Lazy, Crazy, and Disgusting
Title | Lazy, Crazy, and Disgusting PDF eBook |
Author | Alexandra Brewis |
Publisher | JHU Press |
Pages | 285 |
Release | 2019-11-19 |
Genre | Medical |
ISBN | 1421433362 |
How stigma derails well-intentioned public health efforts, creating suffering and worsening inequalities. 2020 Winner, Society for Anthropological Sciences Carol R. Ember Book Prize,Shortlisted for the British Sociological Association's Foundation for the Sociology of Health and Illness Book Prize Stigma is a dehumanizing process, where shaming and blaming are embedded in our beliefs about who does and does not have value within society. In Lazy, Crazy, and Disgusting, medical anthropologists Alexandra Brewis and Amber Wutich explore a darker side of public health: that well-intentioned public health campaigns can create new and damaging stigma, even when they are otherwise successful. Brewis and Wutich present a novel, synthetic argument about how stigmas act as a massive driver of global disease and suffering, killing or sickening billions every year. They focus on three of the most complex, difficult-to-fix global health efforts: bringing sanitation to all, treating mental illness, and preventing obesity. They explain how and why humans so readily stigmatize, how this derails ongoing public health efforts, and why this process invariably hurts people who are already at risk. They also explore how new stigmas enter global health so easily and consider why destigmatization is so very difficult. Finally, the book offers potential solutions that may be able to prevent, challenge, and fix stigma. Stigma elimination, Brewis and Wutich conclude, must be recognized as a necessary and core component of all global health efforts. Drawing on the authors' keen observations and decades of fieldwork, Lazy, Crazy, and Disgusting combines a wide array of ethnographic evidence from around the globe to demonstrate conclusively how stigma undermines global health's basic goals to create both health and justice.

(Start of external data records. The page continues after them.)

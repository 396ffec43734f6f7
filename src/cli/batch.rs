use crate::cli::context::AppContext;
use crate::cli::controller::{print_engine_hints, settle_pending};
use crate::cli::help::help_text;
use crate::cli::terminal::Terminal;
use crate::domain::{Completion, GlobalCommand};
use tracing::warn;

/// Executes exactly one command from argv and returns the exit status.
///
/// Unknown commands and invalid service subcommands are reported and exit
/// normally; only an unreachable engine yields a non-zero status.
pub fn run_batch(
    ctx: &mut AppContext,
    terminal: &mut impl Terminal,
    command: &str,
    subcommand: Option<&str>,
) -> i32 {
    let needs_engine = ctx.registry().is_service(command)
        || GlobalCommand::from_name(command).is_none_or(GlobalCommand::requires_engine);

    if needs_engine && !ctx.engine_available() {
        print_engine_hints(terminal, ctx.workspace.config.engine_binary());
        return 1;
    }

    let handle = match ctx.registry().resolve(command, subcommand) {
        Ok(handle) => handle,
        Err(e) => {
            terminal.write_line(&e.to_string());
            if !ctx.registry().is_service(command) {
                terminal.write_line(&help_text(&ctx.workspace.config));
            }
            return 0;
        }
    };

    let outcome = match ctx.execute(&handle) {
        Completion::Immediate(outcome) => outcome,
        Completion::Pending(pending) => settle_pending(ctx, terminal, &pending),
    };
    if !outcome.succeeded {
        warn!("⚠️  {} terminou com falha", handle);
    }

    0
}

#[cfg(test)]
mod tests {
    use super::*;
    use crate::cli::context::Mode;
    use crate::domain::ProjectConfig;
    use crate::infra::ConfigStore;
    use crate::services::Workspace;
    use crate::test_support::{MockRunner, ScriptedTerminal};
    use std::sync::Arc;
    use tempfile::TempDir;

    fn context(temp: &TempDir) -> (AppContext, Arc<MockRunner>) {
        let mock = Arc::new(MockRunner::with_working_dir(temp.path()));
        let store = ConfigStore::new(temp.path().join("dockctl.config.json"));
        let workspace = Workspace::new(ProjectConfig::default(), temp.path(), store);
        (AppContext::new(Mode::Batch, workspace, mock.clone()), mock)
    }

    #[test]
    fn engine_down_exits_one() {
        let temp = TempDir::new().unwrap();
        let (mut ctx, mock) = context(&temp);
        mock.set_engine_down(true);
        let mut terminal = ScriptedTerminal::default();

        assert_eq!(run_batch(&mut ctx, &mut terminal, "up", None), 1);
        assert_eq!(mock.get_commands(), vec!["docker info"]);
        assert!(terminal.output_text().contains("indisponível"));
    }

    #[test]
    fn config_skips_engine_probe() {
        let temp = TempDir::new().unwrap();
        let (mut ctx, mock) = context(&temp);
        mock.set_engine_down(true);
        let mut terminal = ScriptedTerminal::default();

        assert_eq!(run_batch(&mut ctx, &mut terminal, "config", None), 0);
        assert!(mock.get_commands().is_empty());
    }

    #[test]
    fn unknown_command_prints_help() {
        let temp = TempDir::new().unwrap();
        let (mut ctx, _) = context(&temp);
        let mut terminal = ScriptedTerminal::default();

        assert_eq!(run_batch(&mut ctx, &mut terminal, "frobnicate", None), 0);
        let text = terminal.output_text();
        assert!(text.contains("Comando não reconhecido"));
        assert!(text.contains("Serviços disponíveis:"));
    }

    #[test]
    fn service_subcommand_runs_once() {
        let temp = TempDir::new().unwrap();
        let (mut ctx, mock) = context(&temp);
        let mut terminal = ScriptedTerminal::default();

        assert_eq!(run_batch(&mut ctx, &mut terminal, "redis", Some("restart")), 0);
        assert_eq!(
            mock.get_commands(),
            vec!["docker info", "docker compose restart redis"]
        );
        assert!(terminal.prompts().is_empty());
    }

    #[test]
    fn invalid_service_subcommand_is_reported() {
        let temp = TempDir::new().unwrap();
        let (mut ctx, mock) = context(&temp);
        let mut terminal = ScriptedTerminal::default();

        assert_eq!(run_batch(&mut ctx, &mut terminal, "redis", Some("dance")), 0);
        assert!(terminal.output_text().starts_with("Comando inválido para redis"));
        assert_eq!(mock.get_commands(), vec!["docker info"]);
    }

    #[test]
    fn clean_asks_before_running() {
        let temp = TempDir::new().unwrap();
        let (mut ctx, mock) = context(&temp);
        let mut terminal = ScriptedTerminal::new(["n"]);

        assert_eq!(run_batch(&mut ctx, &mut terminal, "clean", None), 0);
        assert_eq!(terminal.prompts().len(), 1);
        assert_eq!(mock.get_commands(), vec!["docker info"]);
    }
}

A Borderlands View on Latinos, Latin Americans, and Decolonization
Title | A Borderlands View on Latinos, Latin Americans, and Decolonization PDF eBook |
Author | Pilar Hernández-Wolfe |
Publisher | Jason Aronson, Incorporated |
Pages | 159 |
Release | 2013-02-14 |
Genre | Psychology |
ISBN | 0765709325 |
A Borderlands View of Latinos, Latin Americans, and Decolonization: Rethinking Mental Health is a work of connection and integration encompassing decolonization, third-world feminism, borderlands theory, and liberation-based family therapy approaches to examine issues of identity, trauma, migration, and resilience.